SpaNorm: Spatially aware library size normalisation

SpaNorm

SpaNorm is a spatially aware library size normalisation method that removes library size effects, while retaining biology. Library sizes need to be removed from molecular datasets to allow comparisons across observations, in this case, across space. Bhuva et al. (Bhuva et al. 2024) and Atta et al. (Atta et al. 2024) have shown that standard single-cell inspired library size normalisation approaches are not appropriate for spatial molecular datasets as they often remove biological signals while doing so. This is because library size confounds biology in spatial molecular data.

The SpaNorm workflow: SpaNorm takes the gene expression data and spatial coordinates as inputs. Using a gene-wise model (e.g., Negative Binomial (NB)), SpaNorm decomposes spatially-smooth variation into those unrelated to library size (LS), representing the underlying true biology and those related to library size. The adjusted data is then produced by keeping only the variation unrelated to library size.
The SpaNorm workflow: SpaNorm takes the gene expression data and spatial coordinates as inputs. Using a gene-wise model (e.g., Negative Binomial (NB)), SpaNorm decomposes spatially-smooth variation into those unrelated to library size (LS), representing the underlying true biology and those related to library size. The adjusted data is then produced by keeping only the variation unrelated to library size.
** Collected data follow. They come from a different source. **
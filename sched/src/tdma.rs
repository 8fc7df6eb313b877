//! TDMA Allocation
//!
//! Time-division allocation: every granted symbol spans the whole
//! assignable bandwidth, and the greedy loop hands out one symbol at a
//! time to the candidate the policy orders first.

use tracing::{debug, info};

use common::Direction;

use crate::dci::{DciFormat, DciInfoElementTdma};
use crate::policy::PolicyCtx;
use crate::scheduler::{ActiveUeMap, AllocCtx, BeamSymbolMap, PointInFtPlane, MIN_TB_SIZE_BYTES};
use crate::ue_info::{FtResources, UeInfo};

/// Index of the first candidate whose granted TB does not yet cover its
/// buffer, after advancing past the satisfied ones.
///
/// A candidate is satisfied once its cumulative TB size covers
/// `max(buffer, 7)` bytes. For DL multi-stream UEs the check is
/// cumulative across streams, and any stream not needed to cover the
/// buffer gets its TB size forced to zero so the receiver never waits
/// for a TB the transmitter will not send.
pub(crate) fn first_unsatisfied(
    dir: Direction,
    candidates: &[(usize, u32)],
    ues: &mut [&mut UeInfo],
) -> Option<usize> {
    for (pos, &(idx, buf)) in candidates.iter().enumerate() {
        let ue = &mut *ues[idx];
        if ue.tbs_total(dir) >= buf.max(MIN_TB_SIZE_BYTES) {
            if dir == Direction::Dl && ue.dl_tb_size.len() > 1 {
                ue.trim_surplus_dl_streams(buf);
            }
            info!(
                "UE {} TBS {} covers queue {}, passing",
                ue.rnti,
                ue.tbs_total(dir),
                buf
            );
        } else {
            return Some(pos);
        }
    }
    None
}

/// Distribute `sym_avail` whole-bandwidth symbols among the active UEs.
///
/// Returns the number of symbols granted per beam. Conservation holds:
/// the symbols granted sum to `sym_avail` unless every UE was satisfied
/// early.
pub(crate) fn assign_rbg_tdma(
    dir: Direction,
    sym_avail: u32,
    active: &ActiveUeMap,
    ues: &mut [&mut UeInfo],
    ctx: &AllocCtx,
) -> BeamSymbolMap {
    debug!(
        "Assigning RBG in {}, # beams active flows: {}, # sym: {}",
        dir,
        active.len(),
        sym_avail
    );

    let mut candidates: Vec<(usize, u32)> = active.values().flatten().copied().collect();

    let assignable_rbgs = ctx.assignable_rbgs();
    assert!(assignable_rbgs > 0, "no assignable RBGs after notching");

    let pctx = PolicyCtx {
        amc: ctx.amc,
        rb_per_rbg: ctx.rb_per_rbg,
    };

    for &(idx, _) in &candidates {
        ctx.policy.before_sched(
            dir,
            &mut *ues[idx],
            FtResources::new(assignable_rbgs, 1),
            &pctx,
        );
    }

    let mut resources = sym_avail;
    let mut assigned = FtResources::default();

    while resources > 0 {
        candidates.sort_by(|a, b| ctx.policy.compare(dir, &*ues[a.0], &*ues[b.0]));

        let winner_pos = match first_unsatisfied(dir, &candidates, ues) {
            Some(pos) => pos,
            None => {
                info!("All the UEs already have their resources allocated");
                break;
            }
        };
        let winner_idx = candidates[winner_pos].0;

        // One entire symbol, i.e. the full assignable bandwidth
        ues[winner_idx].add_assigned(dir, FtResources::new(assignable_rbgs, 1));
        assigned += FtResources::new(assignable_rbgs, 1);
        resources -= 1;

        debug!(
            "Assigned {} {} RBG (= 1 SYM) to UE {}, total assigned up to now: {}",
            assignable_rbgs, dir, ues[winner_idx].rnti, assigned.rbg
        );
        ctx.policy.assigned(
            dir,
            &mut *ues[winner_idx],
            FtResources::new(assignable_rbgs, 1),
            assigned,
            &pctx,
        );

        for &(idx, _) in &candidates {
            if idx != winner_idx {
                ctx.policy.not_assigned(
                    dir,
                    &mut *ues[idx],
                    FtResources::new(assignable_rbgs, 1),
                    assigned,
                    &pctx,
                );
            }
        }
    }

    let mut ret = BeamSymbolMap::new();
    for (beam, beam_ues) in active {
        let sym_of_beam = beam_ues
            .iter()
            .map(|&(idx, _)| ues[idx].rbg(dir) / assignable_rbgs)
            .sum();
        ret.insert(*beam, sym_of_beam);
    }
    ret
}

/// Turn a finalized DL tally into a grant spanning whole symbols.
///
/// Returns `None` when every stream's TB is below the minimum useful
/// size; the caller discards the assignation instead of emitting an
/// empty grant.
pub(crate) fn create_dl_dci(
    spoint: &mut PointInFtPlane,
    ue: &mut UeInfo,
    ctx: &AllocCtx,
) -> Option<DciInfoElementTdma> {
    let mut ndi = vec![0u8; ue.dl_tb_size.len()];
    let rv = vec![0u8; ue.dl_tb_size.len()];
    let mut count_below_min = 0;
    for stream in 0..ue.dl_tb_size.len() {
        if ue.dl_tb_size[stream] < MIN_TB_SIZE_BYTES {
            count_below_min += 1;
            debug!(
                "UE {} stream {} assigned {} DL RBG but TBS < {}, resetting to zero",
                ue.rnti, stream, ue.dl_rbg, MIN_TB_SIZE_BYTES
            );
            ue.dl_tb_size[stream] = 0;
        } else {
            ndi[stream] = 1;
        }
    }

    if count_below_min == ue.dl_tb_size.len() {
        debug!(
            "UE {} assigned {} DL RBG but no usable TB, no DCI",
            ue.rnti, ue.dl_rbg
        );
        return None;
    }

    let assignable_rbgs = ctx.assignable_rbgs();
    let num_sym = ((ue.dl_rbg / assignable_rbgs) as u8).max(1);

    let harq = match ue.dl_harq.first_idle() {
        Some(id) => id,
        None => {
            debug!("UE {} has no idle DL HARQ process, no DCI", ue.rnti);
            return None;
        }
    };
    ue.dl_harq
        .start(harq, ue.dl_mcs.clone(), ue.dl_tb_size.clone(), num_sym);

    let dci = DciInfoElementTdma::new(
        ue.rnti,
        DciFormat::Dl,
        spoint.sym,
        num_sym,
        ue.dl_mcs.clone(),
        ue.dl_tb_size.clone(),
        ndi,
        rv,
        ctx.bwp_index,
        harq,
        ctx.full_mask(),
    );

    // The starting point must advance
    spoint.rbg = 0;
    spoint.sym += num_sym;

    Some(dci)
}

/// Turn a finalized UL tally into a grant packed backward from the
/// current starting point.
pub(crate) fn create_ul_dci(
    spoint: &mut PointInFtPlane,
    ue: &mut UeInfo,
    max_sym: u32,
    ctx: &AllocCtx,
) -> Option<DciInfoElementTdma> {
    let tbs = ctx
        .amc
        .calculate_tb_size(ue.ul_mcs, ue.ul_rbg * ctx.rb_per_rbg);

    if tbs < MIN_TB_SIZE_BYTES {
        debug!(
            "UE {} assigned {} UL RBG but TBS {} < {}, no DCI",
            ue.rnti, ue.ul_rbg, tbs, MIN_TB_SIZE_BYTES
        );
        return None;
    }

    let assignable_rbgs = ctx.assignable_rbgs();
    let num_sym = ((ue.ul_rbg / assignable_rbgs).max(1).min(max_sym)) as u8;

    let harq = match ue.ul_harq.first_idle() {
        Some(id) => id,
        None => {
            debug!("UE {} has no idle UL HARQ process, no DCI", ue.rnti);
            return None;
        }
    };

    debug_assert!(spoint.sym >= num_sym);
    // The starting point must go backward to accommodate the needed sym
    spoint.sym -= num_sym;

    ue.ul_harq.start(harq, vec![ue.ul_mcs], vec![tbs], num_sym);

    let dci = DciInfoElementTdma::new(
        ue.rnti,
        DciFormat::Ul,
        spoint.sym,
        num_sym,
        vec![ue.ul_mcs],
        vec![tbs],
        vec![1],
        vec![0],
        ctx.bwp_index,
        harq,
        ctx.full_mask(),
    );

    spoint.rbg = 0;

    Some(dci)
}

#[cfg(test)]
mod tests {
    use super::*;
    use crate::policy::{ProportionalFair, RoundRobin, SchedPolicy};
    use crate::scheduler::tests::{active_map, linear_amc, ue_with_buffer};

    fn ctx<'a>(policy: &'a dyn SchedPolicy, amc: &'a dyn crate::amc::Amc) -> AllocCtx<'a> {
        AllocCtx {
            policy,
            amc,
            rb_per_rbg: 1,
            bandwidth_in_rbg: 25,
            notched_mask: &[],
            bwp_index: 0,
        }
    }

    #[test]
    fn test_symbols_conserved_with_unsatisfied_ues() {
        let rr = RoundRobin;
        let amc = linear_amc();
        let mut ues = vec![
            ue_with_buffer(1, 1_000_000),
            ue_with_buffer(2, 1_000_000),
            ue_with_buffer(3, 1_000_000),
        ];
        let mut refs: Vec<&mut UeInfo> = ues.iter_mut().collect();
        let active = active_map(&refs);

        let out = assign_rbg_tdma(Direction::Dl, 12, &active, &mut refs, &ctx(&rr, &amc));

        let total_sym: u32 = refs.iter().map(|u| u.dl_sym).sum();
        assert_eq!(total_sym, 12);
        assert_eq!(out.values().sum::<u32>(), 12);
        for ue in &refs {
            assert_eq!(ue.dl_rbg, ue.dl_sym * 25);
        }
    }

    #[test]
    fn test_rr_fairness_spread_at_most_one() {
        let rr = RoundRobin;
        let amc = linear_amc();
        let mut ues: Vec<UeInfo> = (1..=5).map(|r| ue_with_buffer(r, 1_000_000)).collect();
        let mut refs: Vec<&mut UeInfo> = ues.iter_mut().collect();
        let active = active_map(&refs);

        // one symbol at a time so every intermediate state is observable
        for _ in 0..13 {
            assign_rbg_tdma(Direction::Dl, 1, &active, &mut refs, &ctx(&rr, &amc));
            let max = refs.iter().map(|u| u.dl_sym).max().unwrap();
            let min = refs.iter().map(|u| u.dl_sym).min().unwrap();
            assert!(max - min <= 1);
        }
    }

    #[test]
    fn test_early_exit_when_all_satisfied() {
        let rr = RoundRobin;
        let amc = linear_amc();
        // tiny buffer: one symbol more than covers it
        let mut ues = vec![ue_with_buffer(1, 50)];
        let mut refs: Vec<&mut UeInfo> = ues.iter_mut().collect();
        let active = active_map(&refs);

        assign_rbg_tdma(Direction::Dl, 12, &active, &mut refs, &ctx(&rr, &amc));
        assert!(refs[0].dl_sym < 12);
    }

    #[test]
    fn test_pf_allocation_tracks_average() {
        let pf = ProportionalFair::default();
        let amc = linear_amc();
        let mut ues = vec![ue_with_buffer(1, 1_000_000), ue_with_buffer(2, 1_000_000)];
        ues[0].dl_mcs = vec![20];
        ues[1].dl_mcs = vec![5];
        let mut refs: Vec<&mut UeInfo> = ues.iter_mut().collect();
        let active = active_map(&refs);

        assign_rbg_tdma(Direction::Dl, 10, &active, &mut refs, &ctx(&pf, &amc));

        // both UEs must have been served: the served UE's average grows
        // until the starved one's metric overtakes it
        assert!(refs[0].dl_sym > 0);
        assert!(refs[1].dl_sym > 0);
        assert!(refs[0].dl_pf.avg_tput > 0.0);
        assert!(refs[1].dl_pf.avg_tput > 0.0);
    }

    #[test]
    fn test_create_dl_dci_advances_cursor() {
        let amc = linear_amc();
        let rr = RoundRobin;
        let c = ctx(&rr, &amc);
        let mut ue = ue_with_buffer(1, 1_000_000);
        ue.dl_rbg = 25 * 3;
        ue.dl_sym = 3;
        ue.update_dl_metric(&amc, 1);

        let mut spoint = PointInFtPlane { rbg: 0, sym: 1 };
        let dci = create_dl_dci(&mut spoint, &mut ue, &c).unwrap();
        assert_eq!(dci.sym_start, 1);
        assert_eq!(dci.num_sym, 3);
        assert_eq!(dci.rbg_bitmask.len(), 25);
        assert_eq!(dci.allocated_rbgs(), 25);
        assert_eq!(spoint.sym, 4);
        assert_eq!(spoint.rbg, 0);
    }

    #[test]
    fn test_create_dl_dci_suppressed_below_min_tb() {
        let amc = linear_amc();
        let rr = RoundRobin;
        let c = ctx(&rr, &amc);
        let mut ue = ue_with_buffer(1, 1_000_000);
        ue.dl_rbg = 25;
        ue.dl_sym = 1;
        ue.dl_tb_size = vec![3];

        let mut spoint = PointInFtPlane { rbg: 0, sym: 1 };
        assert!(create_dl_dci(&mut spoint, &mut ue, &c).is_none());
        assert_eq!(ue.dl_tb_size, vec![0]);
        assert_eq!(spoint.sym, 1);
    }

    #[test]
    fn test_create_ul_dci_packs_backward() {
        let amc = linear_amc();
        let rr = RoundRobin;
        let c = ctx(&rr, &amc);
        let mut ue = ue_with_buffer(1, 1_000_000);
        ue.ul_mcs = 10;
        ue.ul_rbg = 25 * 2;
        ue.ul_sym = 2;

        let mut spoint = PointInFtPlane { rbg: 0, sym: 13 };
        let dci = create_ul_dci(&mut spoint, &mut ue, 2, &c).unwrap();
        assert_eq!(dci.num_sym, 2);
        assert_eq!(dci.sym_start, 11);
        assert_eq!(spoint.sym, 11);
    }

    #[test]
    fn test_mimo_surplus_stream_zeroed_in_skip() {
        let mut ues = vec![ue_with_buffer(1, 400)];
        ues[0].dl_mcs = vec![10, 10];
        ues[0].dl_tb_size = vec![500, 300];
        let mut refs: Vec<&mut UeInfo> = ues.iter_mut().collect();
        let candidates = vec![(0usize, 400u32)];

        // stream 0 alone covers the 400-byte queue
        let pos = first_unsatisfied(Direction::Dl, &candidates, &mut refs);
        assert_eq!(pos, None);
        assert_eq!(refs[0].dl_tb_size, vec![500, 0]);
    }
}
SpaNorm uses a unique approach to spatially constraint modelling approach to model gene expression (e.g., counts) and remove library size effects, while retaining biology. It achieves this through three key innovations:

  1. Optmial decomposition of spatial variation into spatially smooth library size associated (technical) and library size independent (biology) variation using generalized linear models (GLMs).
  2. Computing spatially smooth functions (using thin plate splines) to represent the gene- and location-/cell-/spot- specific size factors.
  3. Adjustment of data using percentile adjusted counts (PAC) (Salim et al. 2022), as well as other adjustment approaches (e.g., Pearson).

The SpaNorm package can be installed as follows:

if (!requireNamespace("BiocManager", quietly = TRUE))
    install.packages("BiocManager")

# release version
BiocManager::install("SpaNorm")
# development version from GitHub
BiocManager::install("bhuvad/SpaNorm")

Load count data

We begin by loading some example 10x Visium data profiling the dorsolateral prefrontal cortex (DLPFC) of the human brain. The data has ~4,000 spots and covers genome-wide measurements. The example data here is filtered to remove lowly expressed genes (using filterGenes(HumanDLPFC, prop = 0.1)). This filtering retains genes that are expressed in at least 10% of cells.

library(SpaNorm)
library(SpatialExperiment)
library(ggplot2)

# load sample data
data(HumanDLPFC)
# change gene IDs to gene names
rownames(HumanDLPFC) = rowData(HumanDLPFC)$gene_name
HumanDLPFC
#> class: SpatialExperiment 
#> dim: 5076 4015 
#> metadata(0):
#> assays(1): counts
#> rownames(5076): NOC2L HES4 ... MT-CYB AC007325.4
#> rowData names(2): gene_name gene_biotype
#> colnames(4015): AAACAAGTATCTCCCA-1 AAACACCAATAACTGC-1 ...
#>   TTGTTTCCATACAACT-1 TTGTTTGTGTAAATTC-1
#> colData names(3): cell_count sample_id AnnotatedCluster
#> reducedDimNames(0):
#> mainExpName: NULL
#> altExpNames(0):
#> spatialCoords names(2) : pxl_col_in_fullres pxl_row_in_fullres
#> imgData names(4): sample_id image_id data scaleFactor

# plot regions
p_region = plotSpatial(HumanDLPFC, colour = AnnotatedCluster, size = 0.5) +
  scale_colour_brewer(palette = "Paired", guide = guide_legend(override.aes = list(shape = 15, size = 5))) +
  ggtitle("Region")
p_region

The filterGenes function returns a logical vector indicating which genes should be kept.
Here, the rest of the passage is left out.